What you are asked to do: Select from the data all lines with the word "rendered".

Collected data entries

● ● ●

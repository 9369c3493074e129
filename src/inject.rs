// src/inject.rs
// Memento block rendering and request-body injection. Pure functions - the
// input body is never mutated.

use serde_json::{Value, json};

use crate::graph::RetrievalResult;

/// Render retrieved memories as a memento block:
///
/// ```text
/// <memento>
///   <memory id="..." created_at="...">content</memory>
/// </memento>
/// ```
///
/// followed by two trailing newlines. An empty result renders as an empty
/// string.
pub fn render_memento(result: &RetrievalResult) -> String {
    if result.memories.is_empty() {
        return String::new();
    }

    let mut out = String::from("<memento>\n");
    for sm in &result.memories {
        let created = sm.memory.created_at.format("%Y-%m-%dT%H:%M:%S%.3fZ");
        out.push_str(&format!(
            "  <memory id=\"{}\" created_at=\"{}\">{}</memory>\n",
            sm.memory.id,
            created,
            escape_xml(&sm.memory.content)
        ));
    }
    out.push_str("</memento>\n\n");
    out
}

/// Prepend a memento block to the last `user` message of a chat request
/// body. String content is prefixed in place; block-array content gains a
/// text block at index 0. With no user message or no memento content the
/// body comes back structurally unchanged. Always returns a new body.
pub fn inject(body: &Value, memento: &str) -> Value {
    let mut new_body = body.clone();
    if memento.is_empty() {
        return new_body;
    }

    let Some(messages) = new_body.get_mut("messages").and_then(|m| m.as_array_mut()) else {
        return new_body;
    };
    let Some(idx) = messages
        .iter()
        .rposition(|m| m.get("role").and_then(|r| r.as_str()) == Some("user"))
    else {
        return new_body;
    };

    match messages[idx].get_mut("content") {
        Some(Value::String(content)) => {
            *content = format!("{memento}{content}");
        }
        Some(Value::Array(blocks)) => {
            blocks.insert(0, json!({"type": "text", "text": memento}));
        }
        _ => {}
    }
    new_body
}

/// Generate-style variant for bodies carrying a single `prompt` string
/// instead of a messages array.
pub fn inject_prompt(body: &Value, memento: &str) -> Value {
    let mut new_body = body.clone();
    if memento.is_empty() {
        return new_body;
    }
    if let Some(Value::String(prompt)) = new_body.get_mut("prompt") {
        *prompt = format!("{memento}{prompt}");
    }
    new_body
}

fn escape_xml(text: &str) -> String {
    text.replace('&', "&amp;")
        .replace('<', "&lt;")
        .replace('>', "&gt;")
}

#[cfg(test)]
mod tests {
    use super::*;
    use crate::graph::{Memory, ScoreSource, ScoredMemory};
    use crate::utils::generate_id;
    use chrono::Utc;
    use std::collections::HashSet;

    fn result_with(contents: &[&str]) -> RetrievalResult {
        RetrievalResult {
            memories: contents
                .iter()
                .map(|c| ScoredMemory {
                    memory: Memory {
                        id: generate_id(),
                        content: c.to_string(),
                        embedding: vec![1.0],
                        created_at: Utc::now(),
                        valid_at: None,
                        invalid_at: None,
                        about: HashSet::new(),
                    },
                    score: 1.0,
                    source: ScoreSource::Fused,
                    about_names: vec![],
                })
                .collect(),
            sources_used: vec![ScoreSource::Vector],
        }
    }

    #[test]
    fn test_render_empty_result() {
        assert_eq!(render_memento(&RetrievalResult::default()), "");
    }

    #[test]
    fn test_render_shape() {
        let rendered = render_memento(&result_with(&["likes Rust"]));
        assert!(rendered.starts_with("<memento>\n"));
        assert!(rendered.ends_with("</memento>\n\n"));
        assert!(rendered.contains("likes Rust"));
        assert!(rendered.contains("created_at="));
    }

    #[test]
    fn test_render_escapes_content() {
        let rendered = render_memento(&result_with(&["a < b && c > d"]));
        assert!(rendered.contains("a &lt; b &amp;&amp; c &gt; d"));
    }

    #[test]
    fn test_inject_prepends_to_string_content() {
        let body = json!({"messages": [{"role": "user", "content": "Hello"}]});
        let injected = inject(&body, "<memento>X</memento>\n\n");
        assert_eq!(
            injected["messages"][0]["content"],
            "<memento>X</memento>\n\nHello"
        );
    }

    #[test]
    fn test_inject_targets_last_user_message() {
        let body = json!({"messages": [
            {"role": "user", "content": "first"},
            {"role": "assistant", "content": "reply"},
            {"role": "user", "content": "second"},
        ]});
        let injected = inject(&body, "M\n\n");
        assert_eq!(injected["messages"][0]["content"], "first");
        assert_eq!(injected["messages"][2]["content"], "M\n\nsecond");
    }

    #[test]
    fn test_inject_block_array_content() {
        let body = json!({"messages": [{
            "role": "user",
            "content": [{"type": "text", "text": "Hello"}],
        }]});
        let injected = inject(&body, "M\n\n");
        let blocks = injected["messages"][0]["content"].as_array().unwrap();
        assert_eq!(blocks.len(), 2);
        assert_eq!(blocks[0]["type"], "text");
        assert_eq!(blocks[0]["text"], "M\n\n");
        assert_eq!(blocks[1]["text"], "Hello");
    }

    #[test]
    fn test_inject_no_user_message_is_noop() {
        let body = json!({"messages": [{"role": "system", "content": "rules"}]});
        assert_eq!(inject(&body, "M\n\n"), body);
    }

    #[test]
    fn test_inject_empty_memento_is_noop() {
        let body = json!({"messages": [{"role": "user", "content": "Hello"}]});
        assert_eq!(inject(&body, ""), body);
    }

    #[test]
    fn test_inject_preserves_other_fields_and_input() {
        let body = json!({
            "model": "gpt-4o",
            "stream": true,
            "messages": [{"role": "user", "content": "Hello"}],
        });
        let injected = inject(&body, "M\n\n");
        assert_eq!(injected["model"], "gpt-4o");
        assert_eq!(injected["stream"], true);
        // Original body untouched
        assert_eq!(body["messages"][0]["content"], "Hello");
    }

    #[test]
    fn test_inject_prompt_body() {
        let body = json!({"model": "llama3", "prompt": "Hello"});
        let injected = inject_prompt(&body, "M\n\n");
        assert_eq!(injected["prompt"], "M\n\nHello");
        assert_eq!(inject_prompt(&body, ""), body);
    }
}
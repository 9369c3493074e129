// src/retrieval/weights.rs
// Multi-signal entity weighting for walk personalization

use std::collections::HashMap;

use crate::config::WeighterConfig;
use crate::graph::{Entity, ScoredMemory};
use crate::vecmath::{cosine, normalize_to_unit_range};

/// Weight candidate entities against a query.
///
/// Three signals per entity:
/// - semantic: cosine of the entity embedding against the query (0 without
///   an embedding)
/// - memory: sum of `seed.score * cosine(seed, query)` over seed memories
///   referencing the entity, min-max normalized across entities
/// - structural: `log(1+degree) / log(1+max_degree)`; log dampening keeps
///   hub entities from dominating (a 1000x degree ratio compresses to ~4x)
///
/// Returns `name -> weight`; empty input yields an empty map.
pub fn entity_weights(
    entities: &[Entity],
    seeds: &[ScoredMemory],
    query_embedding: &[f32],
    config: &WeighterConfig,
) -> HashMap<String, f32> {
    if entities.is_empty() {
        return HashMap::new();
    }

    let max_degree = entities.iter().map(|e| e.degree).max().unwrap_or(0);

    let mem_raw: Vec<f32> = entities
        .iter()
        .map(|entity| {
            seeds
                .iter()
                .filter(|seed| {
                    seed.memory.about.contains(&entity.id)
                        || seed.about_names.iter().any(|n| n == &entity.name)
                })
                .map(|seed| seed.score * cosine(&seed.memory.embedding, query_embedding))
                .sum()
        })
        .collect();
    let mem_norm = normalize_to_unit_range(&mem_raw);

    let mut weights = HashMap::with_capacity(entities.len());
    for (i, entity) in entities.iter().enumerate() {
        let semantic = entity
            .embedding
            .as_ref()
            .map(|emb| cosine(emb, query_embedding))
            .unwrap_or(0.0);

        let structural = if max_degree == 0 {
            0.0
        } else {
            (1.0 + entity.degree as f32).ln() / (1.0 + max_degree as f32).ln()
        };

        let weight = config.alpha_semantic * semantic
            + config.alpha_memory * mem_norm[i]
            + config.alpha_structural * structural;

        // Negative similarity contributes nothing to the restart vector
        weights.insert(entity.name.clone(), weight.max(0.0));
    }
    weights
}

/// Scale weights to sum to 1, preserving ratios. A non-positive total
/// yields an empty map.
pub fn normalize_weights(weights: &HashMap<String, f32>) -> HashMap<String, f32> {
    let total: f32 = weights.values().sum();
    if total <= 0.0 {
        return HashMap::new();
    }
    weights
        .iter()
        .map(|(name, w)| (name.clone(), w / total))
        .collect()
}
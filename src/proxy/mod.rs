// src/proxy/mod.rs
// Proxy front-end: routes chat requests to upstream LLM backends with
// memory enrichment on the way through

mod backend;
mod filter;
mod routes;
mod server;

pub use backend::{ApiType, Backend, BackendConfig, InboundRoute, ProxyConfig};
pub use filter::should_skip;
pub use server::{ProxyServer, last_user_text};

● ● ●

Response:
        let rendered = render_memento(&result_with(&["likes Rust"]));
        assert!(rendered.starts_with("<memento>\n"));
        assert!(rendered.ends_with("</memento>\n\n"));
        assert!(rendered.contains("likes Rust"));
        assert!(rendered.contains("created_at="));
        let rendered = render_memento(&result_with(&["a < b && c > d"]));
        assert!(rendered.contains("a &lt; b &amp;&amp; c &gt; d"));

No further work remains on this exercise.